A trans woman was refused the COVID-19 vaccine. (Stock photograph via Elements Envato)
A trans woman in Oklahoma was denied the life-saving coronavirus vaccine because she had a “mismatched” identity document.
The resident, who has not been named, was turned away by the Logan County Health Department because her name did not match what was written on her ID card.
She sought to explain this administrative snag to healthcare officials – she was waiting on the paperwork, she claimed – but the department still refused, KOCO5 News reported.
Frustrated, the woman reached out to Freedom Oklahoma, Oklahoma’s sole statewide LGBT+ advocacy group, for help – and they were prepared for a fight.
Oklahoma vows to ‘rectify’ trans woman denied vaccine
Tweeting the Oklahoma State Department of Health, the group wrote: “Why is Logan Co Health Department turning away a trans woman trying to get a vaccine and telling us to take it up with the state?”
We are aware of the situation and working closely with Logan County Health Dept and Freedom Oklahoma to rectify it immediately. It is a top priority to ensure equity in our state’s public health system, including ensuring every Oklahoman has access to the COVID-19 vaccine.
— OK Dept of Health (@HealthyOklahoma) April 14, 2021
The department replied on 14 April that it is coordinating with both county health officials and activists to “rectify” what happened.
“It is a top priority to ensure equity in our state’s public health system, including ensuring every Oklahoman has access to the COVID-19 vaccine,” it added.
State officials later stressed that the incident was a one-time thing in a statement to activists.
“The equity of the COVID-19 vaccine distribution has always been paramount in the Oklahoma State Department of Health’s effort to vaccinate Oklahoma,” a spokesperson for the department said in a statement.
They have released the following statement regarding the incident.
Thank you again to everyone who lifted up this story. We look forward to working with the Dept to ensure all Oklahomans are given equitable access to the vaccine. https://t.co/t2RhsRqqfc pic.twitter.com/261tJ4klJ6
— Freedom Oklahoma (@FreedomOkla) April 16, 2021
“Unfortunately, a situation with a resident being denied a vaccine, due to a mismatched ID, at one of our county health departments was handled poorly.”

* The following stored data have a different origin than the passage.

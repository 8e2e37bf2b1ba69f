use custody_types::ContentAddress;

/// Errors from content store operations.
#[derive(Debug, thiserror::Error)]
pub enum ContentError {
    /// No content is stored under the address.
    #[error("content not found: {0}")]
    NotFound(ContentAddress),

    /// The address is not one this store could have produced.
    #[error("invalid content address: {0}")]
    InvalidAddress(String),

    /// Stored bytes no longer hash to their address.
    #[error("corrupt content {address}: {reason}")]
    Corrupt {
        address: ContentAddress,
        reason: String,
    },

    /// The backend cannot be reached.
    #[error("content store unavailable: {0}")]
    Unavailable(String),

    /// I/O error from the underlying storage backend.
    #[error("I/O error: {0}")]
    Io(#[from] std::io::Error),
}

impl ContentError {
    pub fn is_not_found(&self) -> bool {
        matches!(self, Self::NotFound(_))
    }
}

/// Result alias for content store operations.
pub type ContentResult<T> = Result<T, ContentError>;
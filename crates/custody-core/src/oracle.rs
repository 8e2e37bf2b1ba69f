//! Oracle aggregation.
//!
//! Replays integrity verification over a product's full event history and
//! derives chain-level facts from it: whether every event verifies, and
//! whether the history starts properly and runs forward in time.

use std::collections::BTreeMap;
use std::sync::Arc;

use chrono::{DateTime, SecondsFormat, Utc};
use custody_types::{EventId, EventRecord, EventType};
use serde::Serialize;
use tokio::sync::Semaphore;
use tokio::task::JoinSet;
use tracing::{debug, warn};

use crate::config::OracleConfig;
use crate::error::{CustodyError, CustodyResult};
use crate::service::CustodyService;

/// Verification outcome for one event of a product history.
#[derive(Clone, Debug, PartialEq, Eq, Serialize)]
#[serde(rename_all = "camelCase")]
pub struct VerifiedEvent {
    pub id: EventId,
    pub event_type: EventType,
    pub event_time: DateTime<Utc>,
    pub verified: bool,
    pub anchor_ref: String,
    pub content_address: String,
    pub actor: String,
    #[serde(skip_serializing_if = "Option::is_none")]
    pub error: Option<String>,
}

impl VerifiedEvent {
    fn unverified(record: &EventRecord, error: impl Into<String>) -> Self {
        Self {
            id: record.id,
            event_type: record.event_type,
            event_time: record.event_time,
            verified: false,
            anchor_ref: record.anchor_ref().to_string(),
            content_address: record.content_address.to_string(),
            actor: record.actor.clone(),
            error: Some(error.into()),
        }
    }
}

#[derive(Clone, Copy, Debug, PartialEq, Eq, Serialize)]
#[serde(rename_all = "lowercase")]
pub enum ViewStatus {
    Verified,
    Unverified,
}

/// Verified view of a product's custody chain.
#[derive(Clone, Debug, PartialEq, Eq, Serialize)]
#[serde(rename_all = "camelCase")]
pub struct OracleView {
    pub product_id: String,
    pub status: ViewStatus,
    pub last_updated: DateTime<Utc>,
    pub chain_verified: bool,
    pub verified_count: usize,
    pub unverified_count: usize,
    pub history: Vec<VerifiedEvent>,
    pub metadata: BTreeMap<String, String>,
}

/// Per-event verification results with totals.
#[derive(Clone, Debug, PartialEq, Eq, Serialize)]
#[serde(rename_all = "camelCase")]
pub struct VerifiedHistory {
    pub product_id: String,
    pub total: usize,
    pub verified: usize,
    pub unverified: usize,
    pub events: Vec<VerifiedEvent>,
    pub queried_at: DateTime<Utc>,
}

#[derive(Clone, Copy, Debug, PartialEq, Eq, Serialize)]
#[serde(rename_all = "snake_case")]
pub enum ChainViolationKind {
    /// No event of an initiating type (manufacture) exists.
    MissingInitiatingEvent,
    /// An event is dated before the event stored just before it.
    ChronologyViolation,
}

/// One problem found in a product's custody chain.
#[derive(Clone, Debug, PartialEq, Eq, Serialize)]
#[serde(rename_all = "camelCase")]
pub struct ChainViolation {
    pub kind: ChainViolationKind,
    #[serde(skip_serializing_if = "Option::is_none")]
    pub event_id: Option<EventId>,
    pub description: String,
}

/// Result of chain-order validation.
#[derive(Clone, Debug, PartialEq, Eq, Serialize)]
#[serde(rename_all = "camelCase")]
pub struct ChainReport {
    pub product_id: String,
    pub event_count: usize,
    pub violations: Vec<ChainViolation>,
}

impl ChainReport {
    /// Returns `true` if no violation was found.
    pub fn is_valid(&self) -> bool {
        self.violations.is_empty()
    }
}

/// Check a product's records, in stored order, for a missing initiating
/// event and for events dated before their predecessor. Every violation is
/// reported.
pub fn check_chain_order(records: &[EventRecord]) -> Vec<ChainViolation> {
    let mut violations = Vec::new();

    if !records.iter().any(|r| r.event_type.is_initiating()) {
        violations.push(ChainViolation {
            kind: ChainViolationKind::MissingInitiatingEvent,
            event_id: None,
            description: format!("no {} event recorded", EventType::Manufacture),
        });
    }

    for pair in records.windows(2) {
        let (prev, cur) = (&pair[0], &pair[1]);
        if cur.event_time < prev.event_time {
            violations.push(ChainViolation {
                kind: ChainViolationKind::ChronologyViolation,
                event_id: Some(cur.id),
                description: format!(
                    "event {} at {} precedes previous event {} at {}",
                    cur.id,
                    rfc3339(&cur.event_time),
                    prev.id,
                    rfc3339(&prev.event_time)
                ),
            });
        }
    }

    violations
}

/// Builds verified views over a [`CustodyService`].
#[derive(Clone, Debug)]
pub struct Oracle {
    service: CustodyService,
    max_concurrency: usize,
}

impl Oracle {
    pub fn new(service: CustodyService, config: &OracleConfig) -> Self {
        Self {
            service,
            max_concurrency: config.max_concurrency.max(1),
        }
    }

    /// Verify every event of `product_id` and summarise the chain.
    ///
    /// Fails with `NotFound` when the product has no events. A failing
    /// verification only marks its own event unverified.
    pub async fn build_verified_view(&self, product_id: &str) -> CustodyResult<OracleView> {
        let records = self.service.list_by_product(product_id).await?;
        if records.is_empty() {
            return Err(CustodyError::NotFound(format!("no events for product {product_id}")));
        }

        let history = self.verify_all(&records).await;
        let verified_count = history.iter().filter(|e| e.verified).count();
        let unverified_count = history.len() - verified_count;
        let chain_verified = unverified_count == 0;

        let mut metadata = BTreeMap::new();
        metadata.insert("total_events".to_string(), records.len().to_string());
        if let Some(latest) = records.iter().map(|r| r.event_time).max() {
            metadata.insert("last_event_at".to_string(), rfc3339(&latest));
        }
        if let Some(last) = records.last() {
            metadata.insert("last_event_type".to_string(), last.event_type.to_string());
        }

        if !chain_verified {
            warn!(product = product_id, unverified_count, "custody chain not fully verified");
        }

        Ok(OracleView {
            product_id: product_id.to_string(),
            status: if chain_verified {
                ViewStatus::Verified
            } else {
                ViewStatus::Unverified
            },
            last_updated: Utc::now(),
            chain_verified,
            verified_count,
            unverified_count,
            history,
            metadata,
        })
    }

    /// Verify every event of `product_id`; an unknown product yields an
    /// empty history.
    pub async fn build_verified_history(&self, product_id: &str) -> CustodyResult<VerifiedHistory> {
        let records = self.service.list_by_product(product_id).await?;
        let events = self.verify_all(&records).await;
        let verified = events.iter().filter(|e| e.verified).count();
        Ok(VerifiedHistory {
            product_id: product_id.to_string(),
            total: events.len(),
            verified,
            unverified: events.len() - verified,
            events,
            queried_at: Utc::now(),
        })
    }

    /// Check that the product's history starts with an initiating event and
    /// runs forward in time.
    pub async fn validate_chain_order(&self, product_id: &str) -> CustodyResult<ChainReport> {
        let records = self.service.list_by_product(product_id).await?;
        let violations = check_chain_order(&records);
        if !violations.is_empty() {
            warn!(
                product = product_id,
                violations = violations.len(),
                "custody chain order violated"
            );
        }
        Ok(ChainReport {
            product_id: product_id.to_string(),
            event_count: records.len(),
            violations,
        })
    }

    /// Verify records concurrently, returning outcomes in input order.
    async fn verify_all(&self, records: &[EventRecord]) -> Vec<VerifiedEvent> {
        let mut outcomes: Vec<VerifiedEvent> = records
            .iter()
            .map(|r| VerifiedEvent::unverified(r, "verification did not complete"))
            .collect();

        let permits = Arc::new(Semaphore::new(self.max_concurrency));
        let mut tasks = JoinSet::new();
        for (index, record) in records.iter().enumerate() {
            let service = self.service.clone();
            let permits = permits.clone();
            let record = record.clone();
            tasks.spawn(async move {
                let _permit = permits.acquire_owned().await.ok();
                let outcome = match service.verify_integrity(&record.id).await {
                    Ok(result) => VerifiedEvent {
                        verified: result.verified,
                        error: (!result.verified).then_some(result.message),
                        ..VerifiedEvent::unverified(&record, "")
                    },
                    Err(e) => VerifiedEvent::unverified(&record, e.to_string()),
                };
                (index, outcome)
            });
        }

        while let Some(joined) = tasks.join_next().await {
            match joined {
                Ok((index, outcome)) => outcomes[index] = outcome,
                Err(e) => warn!(error = %e, "verification task aborted"),
            }
        }
        debug!(events = records.len(), "history verified");
        outcomes
    }
}

fn rfc3339(time: &DateTime<Utc>) -> String {
    time.to_rfc3339_opts(SecondsFormat::Secs, true)
}

#[cfg(test)]
mod tests {
    use chrono::Duration;
    use custody_types::{AnchorState, ContentAddress, Fingerprint};

    use super::*;

    fn record_at(event_type: EventType, offset_secs: i64) -> EventRecord {
        let base = DateTime::parse_from_rfc3339("2026-03-01T08:00:00Z")
            .unwrap()
            .with_timezone(&Utc);
        let at = base + Duration::seconds(offset_secs);
        EventRecord {
            id: EventId::new(),
            event_type,
            product_id: "LOT-1".into(),
            event_time: at,
            payload: "{}".into(),
            fingerprint: Fingerprint::from_hash([1; 32]),
            anchor: None,
            content_address: ContentAddress::new("b3x"),
            actor: "a".into(),
            state: AnchorState::Pending,
            created_at: at,
            updated_at: at,
        }
    }

    #[test]
    fn well_ordered_chain_has_no_violations() {
        let records = vec![
            record_at(EventType::Manufacture, 0),
            record_at(EventType::Distribution, 10),
            record_at(EventType::Receipt, 10),
            record_at(EventType::Verification, 20),
        ];
        assert!(check_chain_order(&records).is_empty());
    }

    #[test]
    fn reports_missing_manufacture_and_every_regression() {
        let records = vec![
            record_at(EventType::Distribution, 100),
            record_at(EventType::Receipt, 50),
            record_at(EventType::Verification, 60),
            record_at(EventType::Verification, 10),
        ];
        let violations = check_chain_order(&records);
        let kinds: Vec<_> = violations.iter().map(|v| v.kind).collect();
        assert_eq!(
            kinds,
            vec![
                ChainViolationKind::MissingInitiatingEvent,
                ChainViolationKind::ChronologyViolation,
                ChainViolationKind::ChronologyViolation,
            ]
        );
        assert_eq!(violations[1].event_id, Some(records[1].id));
        assert_eq!(violations[2].event_id, Some(records[3].id));
    }

    #[test]
    fn manufacture_need_not_be_first() {
        let records = vec![
            record_at(EventType::Distribution, 0),
            record_at(EventType::Manufacture, 5),
        ];
        assert!(check_chain_order(&records).is_empty());
    }

    #[test]
    fn empty_history_lacks_initiating_event() {
        let violations = check_chain_order(&[]);
        assert_eq!(violations.len(), 1);
        assert_eq!(violations[0].kind, ChainViolationKind::MissingInitiatingEvent);
    }
}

In Oklahoma, trans locals face an uphill climb all too common in the US to have their name and gender changed on identification documents.
Applicants must acquire a court order or note from a physician proving they have undergone gender-affirming surgery, according to the Oklahoma Department of Public Safety Name Change Information.
While more and more state legislators have cleaned up these confusing legal frameworks, making it easier to acquire accurate ID, roadblocks – and there are many – remain.
In the confusing patchwork of US states that allow trans people to update their documents – or not at all – the muddled system, at times, limits what kinds of services trans people can access.
But policymakers aren’t exactly lacking in reasons to iron out these processes.
According to a report from the Williams Institute, 42 per cent of trans people who are eligible to vote in 45 American states do not have accurate identification documents. Researchers estimate that’s more than 350,000 trans Americans.
Moreover, a trans person simply having a passport or birth certificate with the correct gender can drastically improve their mental health, a study found.
While many states do not offer a gender-neutral option for non-binary, gender nonconforming and intersex folk.